My research explores human-AI collaboration; specifically, I focus on how algorithmic advice influences human learning, decision-making, and performance.

Before my academic pursuits, I embarked on an entrepreneurial journey, earning recognition on the Forbes 30 Under 30 list for Greece. I also contributed to women’s economic development through my public policy and education roles at MExoxo.

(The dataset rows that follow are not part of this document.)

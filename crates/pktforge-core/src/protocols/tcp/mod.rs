//! TCP (RFC 793, RFC 7323, RFC 2018).
//!
//! Options are parsed like IPv4 options: a length-bounded chain ending at
//! End of Option List, where an undecodable trailing option stops the list
//! with a warning and its bytes are kept as padding.
//!
//! The payload decoder is looked up by destination port first, then source
//! port, so server-side well-known ports win in both directions.

pub mod builder;
pub mod layout;
pub mod option;
pub mod packet;

pub use builder::TcpBuilder;
pub use option::TcpOption;
pub use packet::{TcpHeader, TcpPacket};
use serde::Serialize;
use serde_json::Value;

use crate::codec::bits::{put_u16, put_u32};
use crate::codec::packet::{Render, to_json_value};
use crate::codec::{
    ByteOrder, CodecError, Header, Packet, PacketDecoder, PayloadKind, ProtocolRegistry, RawView,
    padding_len,
};
use crate::protocols::dot11;
use crate::protocols::numbers::DataLinkType;

use super::builder::RadiotapBuilder;
use super::field::{RadiotapDataField, RadiotapField, field_layout};
use super::layout;

fn has_bit(word: u32, bit: u32) -> bool {
    word & (1 << bit) != 0
}

/// Present bits of the fields that can be decoded, in wire order. Stops at
/// the first bit without a known layout, at a bit beyond the first word of
/// a radiotap namespace, or where a vendor namespace begins.
pub(super) fn announced_fields(present: &[u32]) -> Vec<u32> {
    let mut bits = Vec::new();
    // Word index within the current radiotap namespace.
    let mut namespace_word = 0usize;
    for word in present {
        for bit in (0..layout::FIELD_BITS).filter(|&bit| has_bit(*word, bit)) {
            if namespace_word != 0 || field_layout(bit).is_none() {
                return bits;
            }
            bits.push(bit);
        }
        if has_bit(*word, layout::RADIOTAP_NAMESPACE_BIT) {
            namespace_word = 0;
        } else if has_bit(*word, layout::VENDOR_NAMESPACE_BIT) {
            return bits;
        } else {
            namespace_word += 1;
        }
    }
    bits
}

/// Radiotap capture header. The length field and every present word are
/// little-endian; data fields are aligned to their natural size measured
/// from the first header octet.
///
/// Fields are decoded up to the first present bit whose layout is not
/// known; from there to the header end the bytes are kept in `trailing`.
#[derive(Debug, Clone, PartialEq, Eq, Hash, Serialize)]
pub struct RadiotapHeader {
    pub(super) version: u8,
    pub(super) pad: u8,
    pub(super) length: u16,
    pub(super) present: Vec<u32>,
    pub(super) fields: Vec<RadiotapDataField>,
    pub(super) trailing: Vec<u8>,
}

impl RadiotapHeader {
    fn parse(view: &RawView<'_>) -> Result<Self, CodecError> {
        view.require_len(layout::MIN_HEADER_LEN)?;
        let length = view.read_u16(layout::LENGTH_RANGE.start, ByteOrder::LittleEndian)?;
        if usize::from(length) < layout::MIN_HEADER_LEN {
            return Err(view.malformed(format!(
                "length {} is below the minimum of {}",
                length,
                layout::MIN_HEADER_LEN
            )));
        }
        let header = view.sub(0, usize::from(length))?;

        let mut present = Vec::new();
        let mut cursor = layout::PRESENT_OFFSET;
        loop {
            let word = header.read_u32(cursor, ByteOrder::LittleEndian)?;
            present.push(word);
            cursor += layout::PRESENT_WORD_LEN;
            if !has_bit(word, layout::EXT_BIT) {
                break;
            }
        }

        let mut fields = Vec::new();
        for bit in announced_fields(&present) {
            let Some(slot) = field_layout(bit) else {
                break;
            };
            let padding = padding_len(cursor, slot.align);
            let align_padding = header.read_slice(cursor..cursor + padding)?.to_vec();
            let start = cursor + padding;
            let bytes = header.read_slice(start..start + slot.size)?;
            let field = RadiotapField::from_bytes(bit, bytes)
                .ok_or_else(|| header.malformed(format!("present bit {} has no decoder", bit)))?;
            fields.push(RadiotapDataField {
                align_padding,
                field,
            });
            cursor = start + slot.size;
        }
        let trailing = header.read_slice(cursor..header.len())?.to_vec();

        Ok(Self {
            version: view.read_u8(layout::VERSION_OFFSET)?,
            pad: view.read_u8(layout::PAD_OFFSET)?,
            length,
            present,
            fields,
            trailing,
        })
    }

    pub fn version(&self) -> u8 {
        self.version
    }

    pub fn pad(&self) -> u8 {
        self.pad
    }

    /// Declared header length (`it_len`).
    pub fn length_field(&self) -> u16 {
        self.length
    }

    /// Present words in wire order, extension bits included.
    pub fn present(&self) -> &[u32] {
        &self.present
    }

    pub fn data_fields(&self) -> &[RadiotapDataField] {
        &self.fields
    }

    pub fn fields(&self) -> impl Iterator<Item = &RadiotapField> {
        self.fields.iter().map(|data| &data.field)
    }

    /// Undecoded bytes after the last known field.
    pub fn trailing(&self) -> &[u8] {
        &self.trailing
    }

    pub fn field(&self, bit: u32) -> Option<&RadiotapField> {
        self.fields().find(|field| field.bit() == bit)
    }

    pub fn flags(&self) -> Option<u8> {
        match self.field(layout::FLAGS_BIT) {
            Some(RadiotapField::Flags(flags)) => Some(*flags),
            _ => None,
        }
    }

    /// Whether the 802.11 frame that follows ends with an FCS.
    pub fn has_fcs(&self) -> bool {
        self.flags()
            .is_some_and(|flags| flags & layout::FLAGS_FCS != 0)
    }

    pub fn tsft(&self) -> Option<u64> {
        match self.field(layout::TSFT_BIT) {
            Some(RadiotapField::Tsft(tsft)) => Some(*tsft),
            _ => None,
        }
    }

    pub fn channel_frequency(&self) -> Option<u16> {
        match self.field(layout::CHANNEL_BIT) {
            Some(RadiotapField::Channel { frequency, .. }) => Some(*frequency),
            _ => None,
        }
    }

    pub fn antenna_signal_dbm(&self) -> Option<i8> {
        match self.field(layout::DBM_ANTENNA_SIGNAL_BIT) {
            Some(RadiotapField::AntennaSignalDbm(signal)) => Some(*signal),
            _ => None,
        }
    }
}

impl Header for RadiotapHeader {
    fn length(&self) -> usize {
        layout::PRESENT_OFFSET
            + self.present.len() * layout::PRESENT_WORD_LEN
            + self.fields.iter().map(RadiotapDataField::length).sum::<usize>()
            + self.trailing.len()
    }

    fn raw_data(&self) -> Vec<u8> {
        let mut out = Vec::with_capacity(self.length());
        out.push(self.version);
        out.push(self.pad);
        put_u16(&mut out, self.length, ByteOrder::LittleEndian);
        for word in &self.present {
            put_u32(&mut out, *word, ByteOrder::LittleEndian);
        }
        for data in &self.fields {
            out.extend_from_slice(&data.align_padding);
            data.field.write_to(&mut out);
        }
        out.extend_from_slice(&self.trailing);
        out
    }

    fn render(&self, indent: usize) -> String {
        let mut render = Render::new(indent, "Radiotap Header", self.length());
        render
            .field("Version", self.version)
            .field("Length", format!("{} [bytes]", self.length));
        for word in &self.present {
            render.field("Present", format!("0x{:08x}", word));
        }
        for field in self.fields() {
            render.field(field.name(), field);
        }
        render.bytes("Undecoded fields", &self.trailing).finish()
    }
}

/// A radiotap header and the 802.11 frame it describes.
#[derive(Debug, Clone, PartialEq, Eq, Hash)]
pub struct RadiotapPacket {
    pub(super) header: RadiotapHeader,
    pub(super) payload: Option<Box<dyn Packet>>,
}

impl RadiotapPacket {
    pub fn new_packet(data: &[u8], offset: usize, length: usize) -> Result<Self, CodecError> {
        Self::decode_with(ProtocolRegistry::global(), data, offset, length)
    }

    /// The frame after the header is an `IEEE802_11` link-type payload; when
    /// the Flags field announces an FCS the frame is decoded with it split
    /// off.
    pub fn decode_with(
        registry: &ProtocolRegistry,
        data: &[u8],
        offset: usize,
        length: usize,
    ) -> Result<Self, CodecError> {
        let view = RawView::new("Radiotap", data, offset, length)?;
        let header = RadiotapHeader::parse(&view)?;
        let header_len = header.length();
        let payload = if view.len() == header_len {
            None
        } else {
            let decoder: PacketDecoder = if header.has_fcs() {
                dot11::decode_frame_with_fcs
            } else {
                registry.get(
                    PayloadKind::DataLinkType,
                    u32::from(DataLinkType::IEEE802_11.value()),
                )
            };
            Some(registry.decode_payload(
                decoder,
                data,
                view.offset() + header_len,
                view.len() - header_len,
            )?)
        };
        Ok(Self { header, payload })
    }

    pub fn decode(
        registry: &ProtocolRegistry,
        data: &[u8],
        offset: usize,
        length: usize,
    ) -> Result<Box<dyn Packet>, CodecError> {
        Ok(Box::new(Self::decode_with(registry, data, offset, length)?))
    }

    pub fn builder() -> RadiotapBuilder {
        RadiotapBuilder::new()
    }

    pub fn to_builder(&self) -> RadiotapBuilder {
        RadiotapBuilder::from_packet(self)
    }

    pub fn header(&self) -> &RadiotapHeader {
        &self.header
    }
}

impl Packet for RadiotapPacket {
    fn protocol(&self) -> &'static str {
        "Radiotap"
    }

    fn header(&self) -> Option<&dyn Header> {
        Some(&self.header)
    }

    fn payload(&self) -> Option<&dyn Packet> {
        self.payload.as_deref()
    }

    fn header_json(&self) -> Value {
        to_json_value(&self.header)
    }

    fn clone_packet(&self) -> Box<dyn Packet> {
        Box::new(self.clone())
    }
}

#[cfg(test)]
pub(crate) mod tests {
    use super::*;
    use crate::codec::calc_crc32;
    use crate::protocols::dot11::packet::tests::BEACON;

    /// Flags (FCS), rate, channel 2412 MHz, signal -43 dBm, antenna 1.
    #[rustfmt::skip]
    pub(crate) const RADIOTAP: [u8; 16] = [
        0x00, 0x00, 0x10, 0x00,
        0x2e, 0x08, 0x00, 0x00,
        0x10, 0x02, 0x6c, 0x09, 0xa0, 0x00, 0xd5, 0x01,
    ];

    pub(crate) fn capture() -> Vec<u8> {
        let mut bytes = RADIOTAP.to_vec();
        bytes.extend_from_slice(&BEACON);
        bytes.extend_from_slice(&calc_crc32(&BEACON).to_le_bytes());
        bytes
    }

    #[test]
    fn header_fields_and_fcs_frame() {
        let bytes = capture();
        let packet = RadiotapPacket::new_packet(&bytes, 0, bytes.len()).unwrap();
        let header = packet.header();
        assert_eq!(header.length_field(), 16);
        assert_eq!(header.present(), [0x0000_082e]);
        assert_eq!(header.fields().count(), 5);
        assert!(header.has_fcs());
        assert_eq!(header.channel_frequency(), Some(2412));
        assert_eq!(header.antenna_signal_dbm(), Some(-43));
        assert_eq!(header.data_fields()[2].align_padding, Vec::<u8>::new());
        assert!(header.trailing().is_empty());

        let frame = Packet::payload(&packet).unwrap();
        assert_eq!(frame.protocol(), "IEEE 802.11 Management");
        assert_eq!(frame.length(), BEACON.len() + 4);
        assert_eq!(packet.raw_data(), bytes);
    }

    #[test]
    fn frame_without_fcs_goes_through_link_type() {
        let mut bytes = RADIOTAP.to_vec();
        bytes[8] = 0x00;
        bytes.extend_from_slice(&BEACON);
        let packet = RadiotapPacket::new_packet(&bytes, 0, bytes.len()).unwrap();
        assert!(!packet.header().has_fcs());
        let frame = Packet::payload(&packet).unwrap();
        assert_eq!(frame.protocol(), "IEEE 802.11 Management");
        assert_eq!(frame.length(), BEACON.len());
    }

    #[test]
    fn alignment_padding_is_kept_verbatim() {
        let bytes = [
            0x00, 0x00, 0x0e, 0x00, 0x0a, 0x00, 0x00, 0x00, 0x00, 0xaa, 0x85, 0x09, 0xa0, 0x00,
        ];
        let packet = RadiotapPacket::new_packet(&bytes, 0, bytes.len()).unwrap();
        let fields = packet.header().data_fields();
        assert_eq!(fields.len(), 2);
        assert_eq!(fields[1].align_padding, [0xaa]);
        assert_eq!(packet.header().channel_frequency(), Some(2437));
        assert_eq!(packet.raw_data(), bytes);
    }

    #[test]
    fn unknown_bit_stops_field_parsing() {
        let mut bytes = vec![0x00, 0x00, 0x14, 0x00, 0x02, 0x00, 0x04, 0x00, 0x00];
        bytes.extend_from_slice(&[0x11; 11]);
        let packet = RadiotapPacket::new_packet(&bytes, 0, bytes.len()).unwrap();
        assert_eq!(packet.header().fields().count(), 1);
        assert_eq!(packet.header().trailing(), [0x11; 11]);
        assert!(Packet::payload(&packet).is_none());
        assert_eq!(packet.raw_data(), bytes);
    }

    #[test]
    fn extended_present_words() {
        // Second word opens a new radiotap namespace: bit 5 is known again.
        let bytes = [
            0x00, 0x00, 0x0e, 0x00, 0x02, 0x00, 0x00, 0xa0, 0x20, 0x00, 0x00, 0x00, 0x00, 0xc4,
        ];
        let packet = RadiotapPacket::new_packet(&bytes, 0, bytes.len()).unwrap();
        assert_eq!(packet.header().present().len(), 2);
        assert_eq!(packet.header().fields().count(), 2);
        assert_eq!(packet.header().antenna_signal_dbm(), Some(-60));

        // Without bit 29 the second word carries bits 32 and up, which are
        // not known.
        let mut bytes = bytes;
        bytes[7] = 0x80;
        let packet = RadiotapPacket::new_packet(&bytes, 0, bytes.len()).unwrap();
        assert_eq!(packet.header().fields().count(), 1);
        assert_eq!(packet.header().trailing(), [0xc4]);
        assert_eq!(packet.raw_data(), bytes);
    }

    #[test]
    fn bad_lengths() {
        let err = RadiotapPacket::new_packet(&RADIOTAP, 0, 6).unwrap_err();
        assert!(matches!(err, CodecError::TooShort { needed: 8, .. }));

        let mut bytes = RADIOTAP;
        bytes[2] = 0x04;
        let err = RadiotapPacket::new_packet(&bytes, 0, bytes.len()).unwrap_err();
        assert!(matches!(err, CodecError::Malformed { .. }));

        let err = RadiotapPacket::new_packet(&RADIOTAP, 0, 12).unwrap_err();
        assert!(matches!(err, CodecError::TooShort { needed: 16, .. }));

        // Channel announced but it_len ends after the flags octet.
        let mut bytes = RADIOTAP;
        bytes[2] = 0x0a;
        let err = RadiotapPacket::new_packet(&bytes, 0, 10).unwrap_err();
        assert!(matches!(err, CodecError::TooShort { .. }));
    }
}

I received a B.S. and M.S. in Electrical and Computer Engineering from the National Technical University of Athens. My full CV is available here.

Research interests

behavioral & data-driven operations management, human-AI collaboration, policy learning, service operations

Research

Action vs. Attention Signals for Human-AI Collaboration: Evidence from Chess

with Haosen Ge, Hamsa Bastani, and Osbert Bastani

Working Paper

Algorithmic advice increasingly supports human decision-making in high-stakes domains such as healthcare, law, and finance. While prior work has mostly studied action signals, which recommend specific actions, many practical implementations actually rely on attention signals, which highlight critical decisions without prescribing a course of action—e.g., in hospitals, attention signals may trigger upon encountering high-risk patients, while action signals may additionally suggest specific treatments for those patients. Naïvely, if both kinds of signals are reliable, then action signals may be clearly preferable since they provide significantly more information to the decision-maker. To assess this hypothesis, we study the impact of these signals on human decision-making via an extensive behavioral experiment in the context of chess, a challenging and well-studied decision-making problem where experts frequently rely on algorithmic advice. We find that both signal types can effectively improve decision-making, with attention signals achieving at least 40% of the benefits of action signals. However, we find that action signals only improve decision-making in the specific states where they are provided, and can even guide decision-makers into "uncharted waters" where they are unsure how to make effective decisions, thereby degrading subsequent performance. In contrast, attention signals improve decision-making quality not only in states where they are given, but also in subsequent states. Our findings suggest that action signals act as substitutes for human thinking, whereas attention signals act as complements—thus, attention signals may be preferable to action signals even in settings where both kinds of signals are considered reliable.